● Directions for this task
Look for the line that has "let Some(their_set) = their_state.get_mut(set)" in the material below; please repeat it and every line after it, exactly, up to and including the line that has "let mut set_give", and nothing else.

● Records supplied
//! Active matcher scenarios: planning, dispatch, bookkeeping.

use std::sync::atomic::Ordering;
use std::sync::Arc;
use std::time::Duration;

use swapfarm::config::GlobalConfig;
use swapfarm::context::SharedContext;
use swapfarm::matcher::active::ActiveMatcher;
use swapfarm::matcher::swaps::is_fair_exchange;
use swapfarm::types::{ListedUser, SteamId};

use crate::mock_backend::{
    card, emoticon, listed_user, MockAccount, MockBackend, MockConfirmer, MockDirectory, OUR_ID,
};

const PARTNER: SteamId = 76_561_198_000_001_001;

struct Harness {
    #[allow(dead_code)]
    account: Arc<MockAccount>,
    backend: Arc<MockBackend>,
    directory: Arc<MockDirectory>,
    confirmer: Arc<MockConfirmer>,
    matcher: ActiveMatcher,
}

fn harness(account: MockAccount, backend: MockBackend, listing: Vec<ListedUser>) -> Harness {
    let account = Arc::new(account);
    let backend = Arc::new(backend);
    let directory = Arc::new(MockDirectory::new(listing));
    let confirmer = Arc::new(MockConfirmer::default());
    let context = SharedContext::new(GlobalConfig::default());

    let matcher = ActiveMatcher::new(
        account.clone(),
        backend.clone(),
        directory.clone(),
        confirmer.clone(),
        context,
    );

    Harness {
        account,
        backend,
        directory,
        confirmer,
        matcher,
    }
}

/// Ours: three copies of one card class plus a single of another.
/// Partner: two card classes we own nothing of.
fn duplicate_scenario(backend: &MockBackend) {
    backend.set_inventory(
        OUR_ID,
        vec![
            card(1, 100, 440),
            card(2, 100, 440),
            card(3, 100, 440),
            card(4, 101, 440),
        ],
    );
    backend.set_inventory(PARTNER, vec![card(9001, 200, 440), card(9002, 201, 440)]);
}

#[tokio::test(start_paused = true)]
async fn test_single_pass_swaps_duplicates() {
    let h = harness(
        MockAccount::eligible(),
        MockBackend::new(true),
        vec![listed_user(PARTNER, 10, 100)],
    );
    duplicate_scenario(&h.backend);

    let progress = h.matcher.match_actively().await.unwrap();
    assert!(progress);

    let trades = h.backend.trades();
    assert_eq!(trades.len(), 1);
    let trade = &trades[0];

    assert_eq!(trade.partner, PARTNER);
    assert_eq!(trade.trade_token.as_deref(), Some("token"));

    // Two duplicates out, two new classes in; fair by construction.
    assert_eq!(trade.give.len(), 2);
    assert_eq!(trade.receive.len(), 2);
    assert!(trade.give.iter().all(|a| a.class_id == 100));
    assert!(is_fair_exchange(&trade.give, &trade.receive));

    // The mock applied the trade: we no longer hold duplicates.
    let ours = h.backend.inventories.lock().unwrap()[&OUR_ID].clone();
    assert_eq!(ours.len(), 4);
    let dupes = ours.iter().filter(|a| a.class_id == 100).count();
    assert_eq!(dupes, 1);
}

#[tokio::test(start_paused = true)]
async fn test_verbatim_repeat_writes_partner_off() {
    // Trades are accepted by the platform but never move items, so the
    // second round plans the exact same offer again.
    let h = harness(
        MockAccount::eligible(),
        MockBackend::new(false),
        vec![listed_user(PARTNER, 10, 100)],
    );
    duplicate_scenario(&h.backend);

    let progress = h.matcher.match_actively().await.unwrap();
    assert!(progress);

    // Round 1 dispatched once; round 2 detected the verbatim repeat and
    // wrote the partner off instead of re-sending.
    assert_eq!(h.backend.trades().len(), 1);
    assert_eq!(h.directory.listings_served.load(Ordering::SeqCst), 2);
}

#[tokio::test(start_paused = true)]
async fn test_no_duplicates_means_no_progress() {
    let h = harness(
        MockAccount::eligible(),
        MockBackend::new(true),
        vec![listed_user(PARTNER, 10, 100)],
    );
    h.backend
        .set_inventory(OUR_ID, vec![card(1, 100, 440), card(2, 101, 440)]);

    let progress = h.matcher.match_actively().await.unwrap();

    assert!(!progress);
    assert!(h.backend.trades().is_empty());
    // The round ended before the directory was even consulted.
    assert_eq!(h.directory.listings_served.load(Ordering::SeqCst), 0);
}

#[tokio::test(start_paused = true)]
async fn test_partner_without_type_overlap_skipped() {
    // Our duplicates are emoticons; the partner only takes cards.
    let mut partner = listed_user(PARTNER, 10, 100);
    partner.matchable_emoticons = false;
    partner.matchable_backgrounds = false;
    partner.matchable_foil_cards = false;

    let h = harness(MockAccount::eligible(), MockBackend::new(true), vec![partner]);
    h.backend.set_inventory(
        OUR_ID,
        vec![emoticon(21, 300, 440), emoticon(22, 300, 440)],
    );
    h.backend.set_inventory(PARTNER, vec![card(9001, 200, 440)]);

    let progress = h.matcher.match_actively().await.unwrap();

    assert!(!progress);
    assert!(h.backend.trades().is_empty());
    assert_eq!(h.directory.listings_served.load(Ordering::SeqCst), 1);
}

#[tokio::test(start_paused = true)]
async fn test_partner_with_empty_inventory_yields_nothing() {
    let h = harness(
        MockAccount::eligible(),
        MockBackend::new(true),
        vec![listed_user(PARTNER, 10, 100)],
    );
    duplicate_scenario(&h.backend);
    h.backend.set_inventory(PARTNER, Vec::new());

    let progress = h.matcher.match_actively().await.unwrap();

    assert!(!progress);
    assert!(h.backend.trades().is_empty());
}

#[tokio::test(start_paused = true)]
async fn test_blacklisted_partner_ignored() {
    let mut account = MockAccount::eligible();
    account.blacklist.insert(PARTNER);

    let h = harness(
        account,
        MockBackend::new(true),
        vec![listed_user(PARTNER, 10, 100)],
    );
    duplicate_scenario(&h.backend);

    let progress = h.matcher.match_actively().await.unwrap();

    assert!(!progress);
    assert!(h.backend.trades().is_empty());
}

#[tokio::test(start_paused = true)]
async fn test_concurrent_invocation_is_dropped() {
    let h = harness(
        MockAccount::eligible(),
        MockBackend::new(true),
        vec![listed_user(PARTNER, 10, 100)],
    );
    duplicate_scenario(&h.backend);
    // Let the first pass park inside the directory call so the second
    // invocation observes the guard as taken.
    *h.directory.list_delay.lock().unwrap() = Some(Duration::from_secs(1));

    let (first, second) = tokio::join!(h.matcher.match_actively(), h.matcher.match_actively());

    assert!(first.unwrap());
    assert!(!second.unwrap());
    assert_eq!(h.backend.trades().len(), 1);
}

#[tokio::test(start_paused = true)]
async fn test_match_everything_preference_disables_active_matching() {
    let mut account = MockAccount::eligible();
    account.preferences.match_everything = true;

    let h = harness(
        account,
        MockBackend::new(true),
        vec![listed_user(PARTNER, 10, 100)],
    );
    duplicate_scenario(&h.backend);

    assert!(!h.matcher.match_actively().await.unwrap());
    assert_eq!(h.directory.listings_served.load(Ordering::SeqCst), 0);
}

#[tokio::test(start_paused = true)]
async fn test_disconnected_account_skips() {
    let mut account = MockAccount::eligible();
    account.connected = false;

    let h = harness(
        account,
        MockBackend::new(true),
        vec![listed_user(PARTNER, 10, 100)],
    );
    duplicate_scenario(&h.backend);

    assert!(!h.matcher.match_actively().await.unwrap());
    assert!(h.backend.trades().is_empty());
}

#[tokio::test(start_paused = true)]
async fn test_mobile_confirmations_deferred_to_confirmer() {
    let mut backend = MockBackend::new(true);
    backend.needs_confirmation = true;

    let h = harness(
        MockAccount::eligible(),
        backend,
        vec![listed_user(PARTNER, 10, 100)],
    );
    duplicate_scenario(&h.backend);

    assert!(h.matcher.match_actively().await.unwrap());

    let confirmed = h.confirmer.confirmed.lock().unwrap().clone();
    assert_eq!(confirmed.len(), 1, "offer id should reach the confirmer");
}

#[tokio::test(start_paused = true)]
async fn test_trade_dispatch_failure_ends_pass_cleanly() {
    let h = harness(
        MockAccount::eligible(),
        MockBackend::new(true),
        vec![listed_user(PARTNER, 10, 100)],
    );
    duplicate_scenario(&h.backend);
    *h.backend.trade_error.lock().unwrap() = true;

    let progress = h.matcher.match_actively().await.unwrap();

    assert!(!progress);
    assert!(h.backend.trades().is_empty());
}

---

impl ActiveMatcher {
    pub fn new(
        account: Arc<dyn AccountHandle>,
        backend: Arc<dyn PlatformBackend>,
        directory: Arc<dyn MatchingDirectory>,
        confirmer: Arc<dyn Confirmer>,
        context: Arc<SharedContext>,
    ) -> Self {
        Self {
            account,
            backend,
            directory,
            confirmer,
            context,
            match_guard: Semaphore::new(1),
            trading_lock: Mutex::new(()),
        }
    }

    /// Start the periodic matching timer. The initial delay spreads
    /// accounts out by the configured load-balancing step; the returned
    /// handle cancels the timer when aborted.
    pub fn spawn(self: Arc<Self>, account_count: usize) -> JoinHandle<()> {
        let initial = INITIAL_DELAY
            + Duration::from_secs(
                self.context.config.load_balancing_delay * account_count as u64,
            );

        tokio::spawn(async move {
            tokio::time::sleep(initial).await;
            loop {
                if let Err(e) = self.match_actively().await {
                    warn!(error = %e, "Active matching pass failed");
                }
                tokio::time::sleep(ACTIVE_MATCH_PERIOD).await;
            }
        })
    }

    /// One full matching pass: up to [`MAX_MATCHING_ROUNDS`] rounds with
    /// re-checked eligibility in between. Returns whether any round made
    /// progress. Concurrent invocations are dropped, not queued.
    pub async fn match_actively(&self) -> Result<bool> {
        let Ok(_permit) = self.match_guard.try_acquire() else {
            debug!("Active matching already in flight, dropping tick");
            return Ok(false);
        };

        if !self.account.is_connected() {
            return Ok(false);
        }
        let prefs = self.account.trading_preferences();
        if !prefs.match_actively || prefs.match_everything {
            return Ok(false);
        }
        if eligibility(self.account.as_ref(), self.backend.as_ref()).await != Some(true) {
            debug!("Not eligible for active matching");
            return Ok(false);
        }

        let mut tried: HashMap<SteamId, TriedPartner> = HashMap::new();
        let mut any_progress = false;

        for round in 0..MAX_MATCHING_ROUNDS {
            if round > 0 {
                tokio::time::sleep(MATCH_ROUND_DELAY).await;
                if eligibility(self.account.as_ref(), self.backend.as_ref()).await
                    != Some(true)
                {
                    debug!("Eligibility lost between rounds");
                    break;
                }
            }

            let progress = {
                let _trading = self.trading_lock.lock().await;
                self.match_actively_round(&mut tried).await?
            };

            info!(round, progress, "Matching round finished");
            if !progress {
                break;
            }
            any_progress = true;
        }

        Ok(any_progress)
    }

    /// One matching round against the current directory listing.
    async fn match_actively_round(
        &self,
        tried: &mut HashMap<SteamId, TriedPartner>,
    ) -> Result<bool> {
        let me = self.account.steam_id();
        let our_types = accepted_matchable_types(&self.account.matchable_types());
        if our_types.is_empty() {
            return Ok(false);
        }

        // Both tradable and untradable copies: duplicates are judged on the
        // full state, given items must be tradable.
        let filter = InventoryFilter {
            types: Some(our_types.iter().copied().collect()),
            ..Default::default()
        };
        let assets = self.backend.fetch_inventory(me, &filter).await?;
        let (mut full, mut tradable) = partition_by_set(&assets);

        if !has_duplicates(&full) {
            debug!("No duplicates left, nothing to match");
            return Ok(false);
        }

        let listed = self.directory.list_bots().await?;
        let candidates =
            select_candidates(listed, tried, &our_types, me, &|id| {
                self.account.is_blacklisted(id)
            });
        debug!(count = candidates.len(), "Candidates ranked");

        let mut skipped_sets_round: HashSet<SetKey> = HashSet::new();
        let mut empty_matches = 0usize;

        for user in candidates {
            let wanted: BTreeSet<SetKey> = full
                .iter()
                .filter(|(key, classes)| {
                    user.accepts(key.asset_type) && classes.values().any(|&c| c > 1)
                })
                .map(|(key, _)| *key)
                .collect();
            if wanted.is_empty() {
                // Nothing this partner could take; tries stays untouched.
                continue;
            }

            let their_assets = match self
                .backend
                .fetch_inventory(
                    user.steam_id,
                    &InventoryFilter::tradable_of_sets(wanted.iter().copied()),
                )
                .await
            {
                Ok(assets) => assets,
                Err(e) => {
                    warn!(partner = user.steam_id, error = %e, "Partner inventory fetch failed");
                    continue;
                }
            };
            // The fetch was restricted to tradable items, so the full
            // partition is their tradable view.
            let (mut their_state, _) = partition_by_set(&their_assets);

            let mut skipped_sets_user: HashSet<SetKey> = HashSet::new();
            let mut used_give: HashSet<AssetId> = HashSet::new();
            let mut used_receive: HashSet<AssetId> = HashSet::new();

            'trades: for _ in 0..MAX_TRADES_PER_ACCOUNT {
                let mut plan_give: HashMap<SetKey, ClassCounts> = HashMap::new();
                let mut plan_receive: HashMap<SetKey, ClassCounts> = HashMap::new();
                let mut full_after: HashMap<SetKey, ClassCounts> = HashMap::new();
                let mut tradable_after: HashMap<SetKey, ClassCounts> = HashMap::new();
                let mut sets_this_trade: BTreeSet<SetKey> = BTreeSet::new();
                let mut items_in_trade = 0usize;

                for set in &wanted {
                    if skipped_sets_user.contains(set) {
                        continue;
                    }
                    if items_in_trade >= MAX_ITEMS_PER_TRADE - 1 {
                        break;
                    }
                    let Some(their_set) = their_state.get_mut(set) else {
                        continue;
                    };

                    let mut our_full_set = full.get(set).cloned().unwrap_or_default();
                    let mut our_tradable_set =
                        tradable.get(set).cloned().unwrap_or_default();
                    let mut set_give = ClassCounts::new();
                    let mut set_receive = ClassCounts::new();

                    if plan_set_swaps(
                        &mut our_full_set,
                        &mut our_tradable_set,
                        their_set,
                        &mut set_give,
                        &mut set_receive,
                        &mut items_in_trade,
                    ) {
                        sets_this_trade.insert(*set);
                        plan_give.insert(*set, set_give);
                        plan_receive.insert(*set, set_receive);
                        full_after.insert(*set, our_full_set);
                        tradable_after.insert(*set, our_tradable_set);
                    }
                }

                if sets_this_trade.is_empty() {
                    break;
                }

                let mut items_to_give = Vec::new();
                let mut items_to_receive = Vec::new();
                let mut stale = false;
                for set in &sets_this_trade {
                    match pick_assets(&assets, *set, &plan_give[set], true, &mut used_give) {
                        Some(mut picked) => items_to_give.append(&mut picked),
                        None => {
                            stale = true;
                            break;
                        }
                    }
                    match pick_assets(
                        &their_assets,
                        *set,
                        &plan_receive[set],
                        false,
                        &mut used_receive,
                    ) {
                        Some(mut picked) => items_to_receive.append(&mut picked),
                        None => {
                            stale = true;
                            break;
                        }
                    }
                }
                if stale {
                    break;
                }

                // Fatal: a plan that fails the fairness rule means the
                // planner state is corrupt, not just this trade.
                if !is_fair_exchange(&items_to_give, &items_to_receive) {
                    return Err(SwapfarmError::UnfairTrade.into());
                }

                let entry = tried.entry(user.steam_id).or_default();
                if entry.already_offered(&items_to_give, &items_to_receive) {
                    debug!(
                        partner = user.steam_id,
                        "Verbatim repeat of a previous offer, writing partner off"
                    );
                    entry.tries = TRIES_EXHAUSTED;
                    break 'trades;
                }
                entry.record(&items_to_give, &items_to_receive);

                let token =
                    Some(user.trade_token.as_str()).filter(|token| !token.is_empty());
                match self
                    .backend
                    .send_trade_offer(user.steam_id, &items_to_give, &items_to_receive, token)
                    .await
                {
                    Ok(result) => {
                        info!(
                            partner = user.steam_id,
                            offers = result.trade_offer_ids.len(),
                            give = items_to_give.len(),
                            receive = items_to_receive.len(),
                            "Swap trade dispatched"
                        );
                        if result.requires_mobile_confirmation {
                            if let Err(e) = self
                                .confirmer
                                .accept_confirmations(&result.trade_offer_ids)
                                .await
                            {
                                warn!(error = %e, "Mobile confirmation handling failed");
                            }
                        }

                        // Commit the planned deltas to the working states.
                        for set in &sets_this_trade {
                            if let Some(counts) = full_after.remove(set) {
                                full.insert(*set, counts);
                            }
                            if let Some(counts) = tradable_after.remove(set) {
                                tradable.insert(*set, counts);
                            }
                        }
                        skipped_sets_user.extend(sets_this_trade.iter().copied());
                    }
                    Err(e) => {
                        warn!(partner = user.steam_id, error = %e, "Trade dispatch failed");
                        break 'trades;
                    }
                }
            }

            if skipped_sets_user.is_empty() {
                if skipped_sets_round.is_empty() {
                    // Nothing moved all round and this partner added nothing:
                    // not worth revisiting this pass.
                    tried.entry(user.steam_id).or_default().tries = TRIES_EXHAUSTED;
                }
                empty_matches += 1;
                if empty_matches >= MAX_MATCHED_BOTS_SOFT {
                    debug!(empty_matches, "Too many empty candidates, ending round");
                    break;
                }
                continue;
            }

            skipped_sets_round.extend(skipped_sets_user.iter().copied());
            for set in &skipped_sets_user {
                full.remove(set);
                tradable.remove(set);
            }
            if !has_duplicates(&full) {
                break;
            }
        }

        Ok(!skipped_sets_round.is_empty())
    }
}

● Response to this exercise
                    let Some(their_set) = their_state.get_mut(set) else {
                        continue;
                    };

                    let mut our_full_set = full.get(set).cloned().unwrap_or_default();
                    let mut our_tradable_set =
                        tradable.get(set).cloned().unwrap_or_default();
                    let mut set_give = ClassCounts::new();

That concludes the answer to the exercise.